ASSIGNMENT
Make a word-for-word copy of the entries below from their first line through the line with "for TIME seconds", and add nothing.

DATA PROVIDED

- - - -

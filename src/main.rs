use std::io;
use std::process::ExitCode;

use clap::{CommandFactory, Parser};
use env_logger::Env;

use rapl_run::config::{Config, SysPaths};
use rapl_run::cpu_type::{detect_cpu_model, report_detection};
use rapl_run::display::write_report;
use rapl_run::error::Error;
use rapl_run::measure_energy;

/// Samples the RAPL energy counters of one CPU for TIME seconds
#[derive(Debug, Parser)]
#[command(name = "rapl-run", override_usage = "rapl-run [-c core] [-h] TIME")]
struct Cli {
	/// Logical CPU whose counters are read
	#[arg(short = 'c', long = "core", value_name = "core", default_value_t = 0)]
	core: usize,

	/// Measurement duration in seconds, fractions allowed
	#[arg(value_name = "TIME")]
	time: Option<f64>,
}

fn exit_with(code: i32) -> ExitCode {
	// -1 becomes 255, like exit(-1)
	ExitCode::from(code as u8)
}

fn fail(error: &Error) -> ExitCode {
	eprintln!("{}", error);
	if !matches!(error, Error::InvalidDuration(_)) {
		eprintln!("Unable to read RAPL counters.");
	}
	exit_with(error.exit_code())
}

fn main() -> ExitCode {
	env_logger::Builder::from_env(Env::default().default_filter_or("warn")).init();

	let cli = match Cli::try_parse() {
		Ok(cli) => cli,
		Err(e) => {
			// --help lands here too and is not an error
			let code = if e.use_stderr() { -1 } else { 0 };
			let _ = e.print();
			return exit_with(code);
		},
	};

	let Some(time) = cli.time else {
		let _ = Cli::command().print_help();
		println!();
		return ExitCode::SUCCESS;
	};

	let config = match Config::new(cli.core, time, SysPaths::from_env()) {
		Ok(config) => config,
		Err(e) => return fail(&e),
	};

	let detection = detect_cpu_model(&config.paths.cpuinfo);
	if let Err(e) = report_detection(&detection, &mut io::stderr()) {
		eprintln!("Failed to write status: {}", e);
	}

	let measurement = match measure_energy(&config, detection.ok()) {
		Ok(measurement) => measurement,
		Err(e) => return fail(&e),
	};

	if let Err(e) = write_report(&measurement.results, &mut io::stdout().lock()) {
		eprintln!("Failed to write report: {}", e);
		return exit_with(127);
	}

	ExitCode::SUCCESS
}
// Canonical device model.

use serde_json::{Map, Value};

use halite_api::models::DeviceRecord;

/// Static device metadata from the account device list.
#[derive(Debug, Clone, PartialEq)]
pub struct DeviceMetadata {
    pub nickname: Option<String>,
    pub serial_number: Option<String>,
    /// Vendor model designation (e.g. "G+").
    pub model: Option<String>,
    pub firmware_version: Option<String>,
    /// Remaining vendor fields, kept for diagnostics.
    pub extra: Map<String, Value>,
}

impl From<&DeviceRecord> for DeviceMetadata {
    fn from(record: &DeviceRecord) -> Self {
        Self {
            nickname: record.nickname.clone(),
            serial_number: record.serial_number.clone(),
            model: record.device_type.clone(),
            firmware_version: record.firmware_version.clone(),
            extra: record.extra.clone(),
        }
    }
}

/// One pool controller: metadata plus the latest raw telemetry.
///
/// Telemetry is `None` until the first successful status fetch and
/// whenever the vendor reports the device unavailable. Each successful
/// fetch replaces the map wholesale — readers always see a complete,
/// consistent snapshot.
#[derive(Debug, Clone, PartialEq)]
pub struct Device {
    pub id: u64,
    pub metadata: DeviceMetadata,
    pub telemetry: Option<Map<String, Value>>,
}

impl Device {
    pub fn new(id: u64, metadata: DeviceMetadata) -> Self {
        Self {
            id,
            metadata,
            telemetry: None,
        }
    }

    /// Display name: nickname if set, serial number otherwise.
    pub fn name(&self) -> &str {
        self.metadata
            .nickname
            .as_deref()
            .or(self.metadata.serial_number.as_deref())
            .unwrap_or("pool controller")
    }

    /// Raw value for a telemetry key, if the device has reported it.
    pub fn raw(&self, key: &str) -> Option<&Value> {
        self.telemetry.as_ref()?.get(key)
    }
}
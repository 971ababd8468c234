// halite-core: domain layer between halite-api and host integrations.
//
// Owns the entity-description registry, the raw-to-typed normalizer,
// the reactive device store, and the polling coordinator.

pub mod coordinator;
pub mod descriptions;
pub mod diagnostics;
pub mod entity;
pub mod error;
pub mod keys;
pub mod model;
pub mod normalize;
pub mod store;

// ── Primary re-exports ──────────────────────────────────────────────
pub use coordinator::{
    Coordinator, CoordinatorConfig, CoordinatorEvent, PollState, DEFAULT_POLL_INTERVAL,
    MAX_ATTEMPTS, RETRY_DELAY,
};
pub use descriptions::{
    Applicability, EntityCategory, EntityDescription, EntityKind, EntityRegistry, RegistryError,
    Unit, ValueClass,
};
pub use entity::{EntityHandle, PoolEntity};
pub use error::CoreError;
pub use model::{Device, DeviceMetadata, EntityAction, NormalizedReading, ReadingValue};
pub use normalize::SalinityStatus;
pub use store::DeviceStore;
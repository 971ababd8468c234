pub mod device;
pub mod reading;

pub use device::{Device, DeviceMetadata};
pub use reading::{EntityAction, NormalizedReading, ReadingValue};
/// The fixed (non-channel) description table.
#[allow(clippy::too_many_lines)]
fn default_descriptions() -> Vec<EntityDescription> {
    vec![
        EntityDescription::number(keys::CONFIG_USER_POWER, "Power on Cover Closed", 0.0, 100.0)
            .unit(Unit::Percent)
            .config()
            .icon("mdi:lock"),
        EntityDescription::number(
            keys::CONFIG_USER_COVER_POWER,
            "Power on Cover Opened",
            0.0,
            100.0,
        )
        .unit(Unit::Percent)
        .config()
        .icon("mdi:lock-open"),
        EntityDescription::number(keys::CONFIG_USER_PH, "PH", 6.5, 8.5)
            .step(0.1)
            .class(ValueClass::Ph)
            .unit(Unit::Ph)
            .config()
            .icon("mdi:ph"),
        EntityDescription::number(keys::CONFIG_USER_ORP, "ORP", 550.0, 800.0)
            .step(1.0)
            .unit(Unit::Millivolts)
            .config(),
        EntityDescription::sensor(keys::CONFIG_USER_CL, "Chlorine Level")
            .unit(Unit::Percent)
            .config(),
        EntityDescription::number(keys::CONFIG_TECHNICIAN_POOL_SIZE, "Pool Size", 1.0, 100.0)
            .step(1.0)
            .unit(Unit::CubicMeters)
            .config()
            .icon("mdi:move-resize"),
        EntityDescription::switch(
            keys::CONFIG_TECHNICIAN_ACID_PUMP_ENABLE,
            "Acid Pump Enabled",
            "1",
        )
        .config(),
        EntityDescription::binary_sensor(keys::IS_DEVICE_CONNECTED, "Connected", "true"),
        EntityDescription::switch(keys::RUNTIME_DEVICE_ON, "Power", "1"),
        EntityDescription::binary_sensor(keys::RUNTIME_DEVICE_TURBO, "Turbo", "1")
            .icon("mdi:truck-fast-outline"),
        EntityDescription::sensor(keys::RUNTIME_DEVICE_TURBO_TIME, "Turbo Time")
            .unit(Unit::Hours)
            .icon("mdi:truck-fast-outline"),
        EntityDescription::sensor(keys::RUNTIME_PH_VALUE, "PH")
            .class(ValueClass::Ph)
            .unit(Unit::Ph)
            .icon("mdi:ph"),
        EntityDescription::sensor(keys::RUNTIME_ORP_VALUE, "ORP").unit(Unit::Millivolts),
        EntityDescription::sensor(keys::RUNTIME_SALINITY_VALUE, "Salinity")
            .unit(Unit::PartsPerMillion)
            .icon("mdi:shaker-outline"),
        EntityDescription::sensor(keys::SALINITY_STATUS, "Salinity Status")
            .class(ValueClass::SalinityStatus)
            .icon("mdi:shaker-outline")
            .when(Applicability::RequiresKey(
                keys::RUNTIME_SALINITY_VALUE.into(),
            )),
        EntityDescription::sensor(keys::SALINITY_MISSING_SALT, "Missing Salt")
            .class(ValueClass::MissingSalt)
            .unit(Unit::Kilograms)
            .icon("mdi:shaker-outline")
            .when(Applicability::RequiresKey(
                keys::RUNTIME_SALINITY_VALUE.into(),
            )),
        EntityDescription::sensor(keys::RUNTIME_CPU_TEMPERATURE_VALUE, "CPU Temperature")
            .class(ValueClass::Temperature)
            .unit(Unit::Celsius)
            .diagnostic(),
        EntityDescription::sensor(keys::RUNTIME_BOARD_TEMPERATURE_VALUE, "Board Temperature")
            .class(ValueClass::Temperature)
            .unit(Unit::Celsius)
            .diagnostic(),
        EntityDescription::sensor(keys::RUNTIME_WATER_TEMPERATURE_VALUE, "Water Temperature")
            .class(ValueClass::Temperature)
            .unit(Unit::Celsius)
            .diagnostic()
            .icon("mdi:pool-thermometer"),
        EntityDescription::sensor(keys::RUNTIME_CELL_TEMPERATURE_VALUE, "Cell Temperature")
            .class(ValueClass::Temperature)
            .unit(Unit::Celsius)
            .diagnostic(),
        EntityDescription::sensor(keys::RUNTIME_ACID_PUMP_DAYS_LEFT, "Acid Pump Days Left")
            .unit(Unit::Days)
            .diagnostic()
            .icon("mdi:autorenew")
            .when(Applicability::RequiresTruthy(
                keys::CONFIG_TECHNICIAN_ACID_PUMP_ENABLE.into(),
            )),
        EntityDescription::sensor(keys::NETWORK_SSID, "SSID").diagnostic(),
        EntityDescription::sensor(keys::NETWORK_RCPI, "Signal")
            .class(ValueClass::SignalStrength)
            .unit(Unit::Decibels)
            .diagnostic(),
    ]
}

/// Descriptions for one automation channel, index passed explicitly.
fn channel_descriptions(channel: u8) -> Vec<EntityDescription> {
    let mode_key = keys::channel_key(keys::CONFIG_AUTOMATION_CHANNEL_MODE, channel);
    let state_key = keys::channel_key(keys::CONFIG_AUTOMATION_CHANNEL_STATE, channel);
    let runtime_state_key = keys::channel_key(keys::RUNTIME_AUTOMATION_CHANNEL_STATE, channel);
    let time_left_key = keys::channel_key(keys::RUNTIME_AUTOMATION_CHANNEL_TIME_LEFT, channel);

    vec![
        EntityDescription::select(
            mode_key.clone(),
            format!("Automation {channel} Mode"),
            vec!["0".into()],
        )
        .config()
        .when(Applicability::RequiresKey(mode_key)),
        EntityDescription::switch(state_key.clone(), format!("Automation {channel}"), "1")
            .config()
            .when(Applicability::RequiresKey(state_key)),
        EntityDescription::sensor(
            time_left_key.clone(),
            format!("Automation {channel} Time Left"),
        )
        .unit(Unit::Minutes)
        .diagnostic()
        .when(Applicability::RequiresKey(time_left_key)),
        EntityDescription::binary_sensor(
            runtime_state_key.clone(),
            format!("Automation {channel}"),
            "1",
        )
        .diagnostic()
        .when(Applicability::RequiresKey(runtime_state_key)),
    ]
}

#[cfg(test)]
mod tests {
    use super::*;
    use serde_json::json;

    #[test]
    fn registry_builds_without_collisions() {
        let registry = EntityRegistry::new(7).expect("registry");
        // 23 fixed descriptions + 4 per channel.
        assert_eq!(registry.len(), 23 + 7 * 4);

        let registry8 = EntityRegistry::new(8).expect("registry");
        assert_eq!(registry8.len(), 23 + 8 * 4);
    }

    #[test]
    fn kinds_are_grouped() {
        let registry = EntityRegistry::new(7).expect("registry");

        assert_eq!(
            registry.descriptions_for(EntityKind::Select).len(),
            7,
            "one mode select per channel"
        );
        // Acid pump + power + 7 channel switches.
        assert_eq!(registry.descriptions_for(EntityKind::Switch).len(), 9);
        for description in registry.descriptions_for(EntityKind::Switch) {
            assert!(description.on_value.is_some());
        }
    }

    #[test]
    fn channel_descriptions_carry_substituted_keys() {
        let registry = EntityRegistry::new(7).expect("registry");
        let description = registry
            .by_key("config-automation-channel3-mode")
            .expect("channel 3 mode");
        assert_eq!(description.kind, EntityKind::Select);
        assert_eq!(
            description.applicability,
            Applicability::RequiresKey("config-automation-channel3-mode".into())
        );
    }

    #[test]
    fn applicability_filters_on_telemetry() {
        let telemetry = json!({
            "config-technician-acidPump-enable": "0",
            "config-automation-channel1-mode": 2,
        });
        let Some(telemetry) = telemetry.as_object() else {
            panic!("object");
        };

        assert!(Applicability::Always.matches(telemetry));
        assert!(
            Applicability::RequiresKey("config-automation-channel1-mode".into())
                .matches(telemetry)
        );
        assert!(!Applicability::RequiresKey("config-automation-channel2-mode".into())
            .matches(telemetry));
        assert!(!Applicability::RequiresTruthy(
            "config-technician-acidPump-enable".into()
        )
        .matches(telemetry));
    }

    #[test]
    fn truthiness_rules() {
        assert!(is_truthy(&json!(1)));
        assert!(is_truthy(&json!("1")));
        assert!(is_truthy(&json!(true)));
        assert!(!is_truthy(&json!(0)));
        assert!(!is_truthy(&json!("0")));
        assert!(!is_truthy(&json!("false")));
        assert!(!is_truthy(&json!("")));
        assert!(!is_truthy(&Value::Null));
    }
}
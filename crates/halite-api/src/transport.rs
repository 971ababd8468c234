// Shared transport configuration for building reqwest::Client instances.

use std::path::PathBuf;
use std::time::Duration;

/// TLS verification mode.
///
/// The vendor cloud serves an incomplete certificate chain, so the
/// default skips verification — matching what the official apps do.
#[derive(Debug, Clone)]
pub enum TlsMode {
    /// Use the system certificate store.
    System,
    /// Use a custom CA certificate from the given PEM file.
    CustomCa(PathBuf),
    /// Accept any certificate.
    DangerAcceptInvalid,
}

/// Shared transport configuration for building HTTP clients.
#[derive(Debug, Clone)]
pub struct TransportConfig {
    pub tls: TlsMode,
    pub timeout: Duration,
}

impl Default for TransportConfig {
    fn default() -> Self {
        Self {
            tls: TlsMode::DangerAcceptInvalid,
            timeout: Duration::from_secs(30),
        }
    }
}

impl TransportConfig {
    /// Build a `reqwest::Client` from this config.
    pub fn build_client(&self) -> Result<reqwest::Client, crate::error::Error> {
        let mut builder = reqwest::Client::builder()
            .timeout(self.timeout)
            .user_agent(concat!("halite/", env!("CARGO_PKG_VERSION")));

        match &self.tls {
            TlsMode::System => {}
            TlsMode::CustomCa(path) => {
                let cert_pem = std::fs::read(path).map_err(|e| {
                    crate::error::Error::Tls(format!("failed to read CA cert: {e}"))
                })?;
                let cert = reqwest::Certificate::from_pem(&cert_pem)
                    .map_err(|e| crate::error::Error::Tls(format!("invalid CA cert: {e}")))?;
                builder = builder.add_root_certificate(cert);
            }
            TlsMode::DangerAcceptInvalid => {
                builder = builder.danger_accept_invalid_certs(true);
            }
        }

        builder
            .build()
            .map_err(|e| crate::error::Error::Tls(format!("failed to build HTTP client: {e}")))
    }
}
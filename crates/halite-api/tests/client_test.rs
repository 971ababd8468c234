// Integration tests for `RestClient` using wiremock.

use secrecy::SecretString;
use serde_json::json;
use url::Url;
use wiremock::matchers::{body_json, header, method, path, query_param};
use wiremock::{Mock, MockServer, ResponseTemplate};

use halite_api::{Error, RestClient, TokenCache, TransportConfig};

// ── Helpers ─────────────────────────────────────────────────────────

async fn setup() -> (MockServer, RestClient) {
    let server = MockServer::start().await;
    let base: Url = server.uri().parse().expect("mock server URL");
    let client = RestClient::new(base, &TransportConfig::default(), TokenCache::new())
        .expect("client construction");
    (server, client)
}

fn login_body(token: &str) -> serde_json::Value {
    json!({
        "success": true,
        "token": token,
        "data": {
            "member": { "email": "user@example.com", "phone": "555-0100" },
            "ownedDevices": [
                {
                    "id": 132,
                    "nickname": "Backyard",
                    "serialNumber": "SN-100",
                    "deviceType": "G+",
                    "firmware-main-current": "2.1.0"
                }
            ],
            "devices": []
        }
    })
}

// ── Auth ────────────────────────────────────────────────────────────

#[tokio::test]
async fn login_caches_token_and_returns_devices() {
    let (server, client) = setup().await;

    Mock::given(method("POST"))
        .and(path("/login"))
        .and(body_json(json!({
            "email": "user@example.com",
            "password": "hunter2",
            "fcmToken": "",
        })))
        .respond_with(ResponseTemplate::new(200).set_body_json(login_body("tok-1")))
        .mount(&server)
        .await;

    let envelope = client
        .login("user@example.com", &SecretString::from("hunter2"))
        .await
        .expect("login");

    assert!(envelope.success);
    let data = envelope.data.expect("account data");
    assert_eq!(data.all_devices().count(), 1);
    assert!(client.tokens().is_set().await);
}

#[tokio::test]
async fn login_rejection_is_login_error() {
    let (server, client) = setup().await;

    Mock::given(method("POST"))
        .and(path("/login"))
        .respond_with(ResponseTemplate::new(200).set_body_json(json!({
            "success": false,
            "message": "Invalid email or password"
        })))
        .mount(&server)
        .await;

    let result = client
        .login("user@example.com", &SecretString::from("wrong"))
        .await;

    match result {
        Err(Error::Login { ref message }) => {
            assert_eq!(message, "Invalid email or password");
        }
        other => panic!("expected Login error, got: {other:?}"),
    }
    assert!(!client.tokens().is_set().await);
}

#[tokio::test]
async fn check_token_sends_bearer_header() {
    let (server, client) = setup().await;
    client.tokens().set(SecretString::from("tok-9")).await;

    Mock::given(method("GET"))
        .and(path("/check-token"))
        .and(header("authorization", "Bearer tok-9"))
        .respond_with(ResponseTemplate::new(200).set_body_json(login_body("ignored")))
        .mount(&server)
        .await;

    let envelope = client.check_token().await.expect("check-token");
    assert!(envelope.success);
}

#[tokio::test]
async fn expired_token_maps_to_invalid_token() {
    let (server, client) = setup().await;
    client.tokens().set(SecretString::from("stale")).await;

    Mock::given(method("GET"))
        .and(path("/check-token"))
        .respond_with(ResponseTemplate::new(401))
        .mount(&server)
        .await;

    let result = client.check_token().await;
    assert!(
        matches!(result, Err(Error::InvalidToken { .. })),
        "expected InvalidToken, got: {result:?}"
    );
}

// ── Reads ───────────────────────────────────────────────────────────

#[tokio::test]
async fn device_status_returns_telemetry_map() {
    let (server, client) = setup().await;
    client.tokens().set(SecretString::from("tok")).await;

    Mock::given(method("GET"))
        .and(path("/device-status"))
        .and(query_param("_deviceId", "132"))
        .respond_with(ResponseTemplate::new(200).set_body_json(json!({
            "success": true,
            "data": {
                "runtime-ph-value": 725,
                "runtime-device-on": "1",
                "isDeviceConnected": "true"
            }
        })))
        .mount(&server)
        .await;

    let telemetry = client
        .device_status(132)
        .await
        .expect("device-status")
        .expect("telemetry present");

    assert_eq!(telemetry.get("runtime-ph-value"), Some(&json!(725)));
    assert_eq!(telemetry.get("runtime-device-on"), Some(&json!("1")));
}

#[tokio::test]
async fn device_status_failure_is_none_not_error() {
    let (server, client) = setup().await;
    client.tokens().set(SecretString::from("tok")).await;

    Mock::given(method("GET"))
        .and(path("/device-status"))
        .respond_with(ResponseTemplate::new(200).set_body_json(json!({
            "success": false,
            "message": "device offline"
        })))
        .mount(&server)
        .await;

    let telemetry = client.device_status(5).await.expect("call succeeds");
    assert!(telemetry.is_none());
}

#[tokio::test]
async fn device_status_403_maps_to_invalid_token() {
    let (server, client) = setup().await;
    client.tokens().set(SecretString::from("revoked")).await;

    Mock::given(method("GET"))
        .and(path("/device-status"))
        .respond_with(ResponseTemplate::new(403))
        .mount(&server)
        .await;

    let result = client.device_status(5).await;
    assert!(matches!(result, Err(Error::InvalidToken { .. })));
}

// ── Writes ──────────────────────────────────────────────────────────

#[tokio::test]
async fn set_value_posts_nested_payload() {
    let (server, client) = setup().await;
    client.tokens().set(SecretString::from("tok")).await;

    Mock::given(method("POST"))
        .and(path("/device-update"))
        .and(header("authorization", "Bearer tok"))
        .and(body_json(json!({
            "_deviceId": 132,
            "data": { "config": { "user": { "ph": 740 } } }
        })))
        .respond_with(ResponseTemplate::new(200).set_body_json(json!({ "success": true })))
        .mount(&server)
        .await;

    client
        .set_value(132, "config-user-ph", json!(740))
        .await
        .expect("set_value");
}

#[tokio::test]
async fn rejected_write_is_operation_failed() {
    let (server, client) = setup().await;
    client.tokens().set(SecretString::from("tok")).await;

    Mock::given(method("POST"))
        .and(path("/device-update"))
        .respond_with(ResponseTemplate::new(200).set_body_json(json!({
            "success": false,
            "message": "value out of range"
        })))
        .mount(&server)
        .await;

    let result = client.set_value(132, "config-user-orp", json!(9000)).await;

    match result {
        Err(Error::OperationFailed {
            ref operation,
            ref message,
        }) => {
            assert_eq!(operation, "config-user-orp");
            assert_eq!(message, "value out of range");
        }
        other => panic!("expected OperationFailed, got: {other:?}"),
    }
}

#[tokio::test]
async fn set_direct_request_passes_body_through() {
    let (server, client) = setup().await;
    client.tokens().set(SecretString::from("tok")).await;

    let body = json!({
        "_deviceId": 7,
        "data": { "runtime": { "device": { "on": 1, "turbo": 0, "turboTime": 8 } } }
    });

    Mock::given(method("POST"))
        .and(path("/device-update"))
        .and(body_json(body.clone()))
        .respond_with(ResponseTemplate::new(200).set_body_json(json!({ "success": true })))
        .mount(&server)
        .await;

    client
        .set_direct_request("runtime-device-on", body)
        .await
        .expect("direct request");
}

- - - -

RESULT OF THIS TASK
filename src/main.rs
use std::io;
use std::process::ExitCode;

use clap::{CommandFactory, Parser};
use env_logger::Env;

use rapl_run::config::{Config, SysPaths};
use rapl_run::cpu_type::{detect_cpu_model, report_detection};
use rapl_run::display::write_report;
use rapl_run::error::Error;
use rapl_run::measure_energy;

/// Samples the RAPL energy counters of one CPU for TIME seconds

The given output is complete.